> _Task item_:
Both the line below containing "self.min = Some(self.min.map_or(other_min, |m|" and the line containing "use thiserror::Error;", along with every line between them, should be repeated exactly; no other line belongs in the answer.

> _Dataset entries_:
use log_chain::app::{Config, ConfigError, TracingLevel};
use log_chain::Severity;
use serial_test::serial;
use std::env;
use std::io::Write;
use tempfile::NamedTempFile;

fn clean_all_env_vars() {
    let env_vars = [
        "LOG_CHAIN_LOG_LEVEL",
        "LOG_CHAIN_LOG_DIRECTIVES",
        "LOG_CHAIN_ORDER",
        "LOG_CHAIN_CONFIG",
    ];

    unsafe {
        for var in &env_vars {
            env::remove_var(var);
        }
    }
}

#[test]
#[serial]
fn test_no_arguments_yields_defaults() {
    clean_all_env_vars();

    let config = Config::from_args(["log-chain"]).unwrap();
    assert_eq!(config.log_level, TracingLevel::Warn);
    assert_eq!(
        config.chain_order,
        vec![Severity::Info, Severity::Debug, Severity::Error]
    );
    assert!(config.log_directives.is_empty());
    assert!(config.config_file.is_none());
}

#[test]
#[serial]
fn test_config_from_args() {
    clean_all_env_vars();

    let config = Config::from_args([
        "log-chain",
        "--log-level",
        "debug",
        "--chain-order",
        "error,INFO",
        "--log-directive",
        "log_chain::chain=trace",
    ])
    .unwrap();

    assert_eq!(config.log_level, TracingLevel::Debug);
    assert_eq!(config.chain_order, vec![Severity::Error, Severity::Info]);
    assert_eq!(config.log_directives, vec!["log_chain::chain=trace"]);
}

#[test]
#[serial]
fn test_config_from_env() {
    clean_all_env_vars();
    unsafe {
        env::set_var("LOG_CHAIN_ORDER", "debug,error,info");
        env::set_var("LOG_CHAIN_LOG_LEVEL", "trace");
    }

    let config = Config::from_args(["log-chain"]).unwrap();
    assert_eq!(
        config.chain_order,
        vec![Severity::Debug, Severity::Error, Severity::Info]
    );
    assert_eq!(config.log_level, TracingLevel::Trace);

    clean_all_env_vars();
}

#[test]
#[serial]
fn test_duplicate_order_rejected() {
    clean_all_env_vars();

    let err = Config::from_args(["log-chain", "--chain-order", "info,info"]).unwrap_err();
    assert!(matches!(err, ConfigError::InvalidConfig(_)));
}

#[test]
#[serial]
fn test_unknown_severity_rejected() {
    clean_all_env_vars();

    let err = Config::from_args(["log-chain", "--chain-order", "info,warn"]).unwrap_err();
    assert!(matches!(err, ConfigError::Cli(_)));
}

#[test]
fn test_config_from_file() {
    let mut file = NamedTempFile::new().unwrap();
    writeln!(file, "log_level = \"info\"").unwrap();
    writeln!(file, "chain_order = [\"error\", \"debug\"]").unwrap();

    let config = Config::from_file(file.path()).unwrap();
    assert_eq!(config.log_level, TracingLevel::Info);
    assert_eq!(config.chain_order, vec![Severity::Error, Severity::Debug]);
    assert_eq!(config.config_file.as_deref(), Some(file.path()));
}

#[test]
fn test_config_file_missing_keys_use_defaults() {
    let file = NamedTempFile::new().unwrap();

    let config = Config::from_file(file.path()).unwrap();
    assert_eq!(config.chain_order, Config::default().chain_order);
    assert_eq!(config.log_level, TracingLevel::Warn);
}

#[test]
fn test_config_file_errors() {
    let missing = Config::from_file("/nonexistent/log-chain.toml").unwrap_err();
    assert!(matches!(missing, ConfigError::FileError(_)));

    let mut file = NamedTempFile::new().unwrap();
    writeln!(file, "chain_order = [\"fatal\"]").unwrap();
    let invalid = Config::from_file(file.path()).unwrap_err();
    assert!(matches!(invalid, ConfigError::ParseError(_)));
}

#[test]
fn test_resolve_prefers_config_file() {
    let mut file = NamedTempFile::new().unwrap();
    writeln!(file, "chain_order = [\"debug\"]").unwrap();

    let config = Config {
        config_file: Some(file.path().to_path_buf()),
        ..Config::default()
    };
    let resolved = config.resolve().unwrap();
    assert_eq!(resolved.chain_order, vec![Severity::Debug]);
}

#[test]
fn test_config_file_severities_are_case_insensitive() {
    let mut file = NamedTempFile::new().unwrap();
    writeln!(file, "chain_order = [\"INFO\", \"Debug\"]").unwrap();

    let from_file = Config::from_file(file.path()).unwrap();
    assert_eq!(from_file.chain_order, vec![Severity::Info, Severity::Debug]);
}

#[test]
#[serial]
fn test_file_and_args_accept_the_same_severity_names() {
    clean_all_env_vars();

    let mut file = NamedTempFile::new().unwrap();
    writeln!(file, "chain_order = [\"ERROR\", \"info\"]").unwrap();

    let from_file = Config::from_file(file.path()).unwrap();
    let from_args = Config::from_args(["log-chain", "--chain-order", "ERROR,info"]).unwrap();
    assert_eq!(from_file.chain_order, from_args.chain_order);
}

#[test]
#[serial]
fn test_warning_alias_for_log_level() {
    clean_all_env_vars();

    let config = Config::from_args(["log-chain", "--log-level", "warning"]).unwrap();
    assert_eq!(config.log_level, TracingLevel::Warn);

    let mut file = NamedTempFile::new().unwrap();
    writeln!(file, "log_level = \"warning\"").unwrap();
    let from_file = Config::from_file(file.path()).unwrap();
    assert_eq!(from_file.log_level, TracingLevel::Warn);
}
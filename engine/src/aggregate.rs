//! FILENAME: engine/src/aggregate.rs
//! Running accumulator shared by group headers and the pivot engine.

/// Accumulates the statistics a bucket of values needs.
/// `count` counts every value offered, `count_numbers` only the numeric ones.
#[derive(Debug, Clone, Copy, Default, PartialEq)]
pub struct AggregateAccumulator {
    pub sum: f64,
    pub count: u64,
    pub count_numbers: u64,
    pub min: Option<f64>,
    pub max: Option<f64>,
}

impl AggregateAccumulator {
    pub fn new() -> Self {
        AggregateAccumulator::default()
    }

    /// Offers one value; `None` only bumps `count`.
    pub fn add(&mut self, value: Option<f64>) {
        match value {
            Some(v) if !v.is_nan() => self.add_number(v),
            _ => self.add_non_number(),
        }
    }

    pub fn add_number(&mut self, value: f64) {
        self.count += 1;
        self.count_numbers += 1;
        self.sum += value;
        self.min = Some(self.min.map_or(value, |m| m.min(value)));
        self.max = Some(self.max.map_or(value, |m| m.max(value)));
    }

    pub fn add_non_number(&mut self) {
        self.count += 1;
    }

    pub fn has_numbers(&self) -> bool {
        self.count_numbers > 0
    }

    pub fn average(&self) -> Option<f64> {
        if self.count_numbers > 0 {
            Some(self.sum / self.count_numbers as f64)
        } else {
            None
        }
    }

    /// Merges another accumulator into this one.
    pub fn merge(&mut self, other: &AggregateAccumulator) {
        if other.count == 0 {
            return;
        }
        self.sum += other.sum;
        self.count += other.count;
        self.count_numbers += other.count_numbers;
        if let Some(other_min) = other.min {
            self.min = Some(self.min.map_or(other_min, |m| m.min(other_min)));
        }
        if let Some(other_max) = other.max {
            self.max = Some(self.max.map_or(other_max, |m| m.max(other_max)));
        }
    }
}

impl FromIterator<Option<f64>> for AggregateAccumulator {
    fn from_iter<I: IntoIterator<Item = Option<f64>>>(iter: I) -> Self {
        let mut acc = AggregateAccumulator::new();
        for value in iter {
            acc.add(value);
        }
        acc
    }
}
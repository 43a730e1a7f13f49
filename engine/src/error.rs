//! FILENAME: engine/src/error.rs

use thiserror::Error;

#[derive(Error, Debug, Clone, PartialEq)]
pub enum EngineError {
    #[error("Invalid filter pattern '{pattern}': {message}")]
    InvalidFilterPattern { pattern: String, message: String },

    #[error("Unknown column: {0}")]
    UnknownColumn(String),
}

> _Response to this exercise_:
            self.min = Some(self.min.map_or(other_min, |m| m.min(other_min)));
        }
        if let Some(other_max) = other.max {
            self.max = Some(self.max.map_or(other_max, |m| m.max(other_max)));
        }
    }
}

impl FromIterator<Option<f64>> for AggregateAccumulator {
    fn from_iter<I: IntoIterator<Item = Option<f64>>>(iter: I) -> Self {
        let mut acc = AggregateAccumulator::new();
        for value in iter {
            acc.add(value);
        }
        acc
    }
}
repository 43a730e1a7f13f49
filename engine/src/error.rs
//! FILENAME: engine/src/error.rs

use thiserror::Error;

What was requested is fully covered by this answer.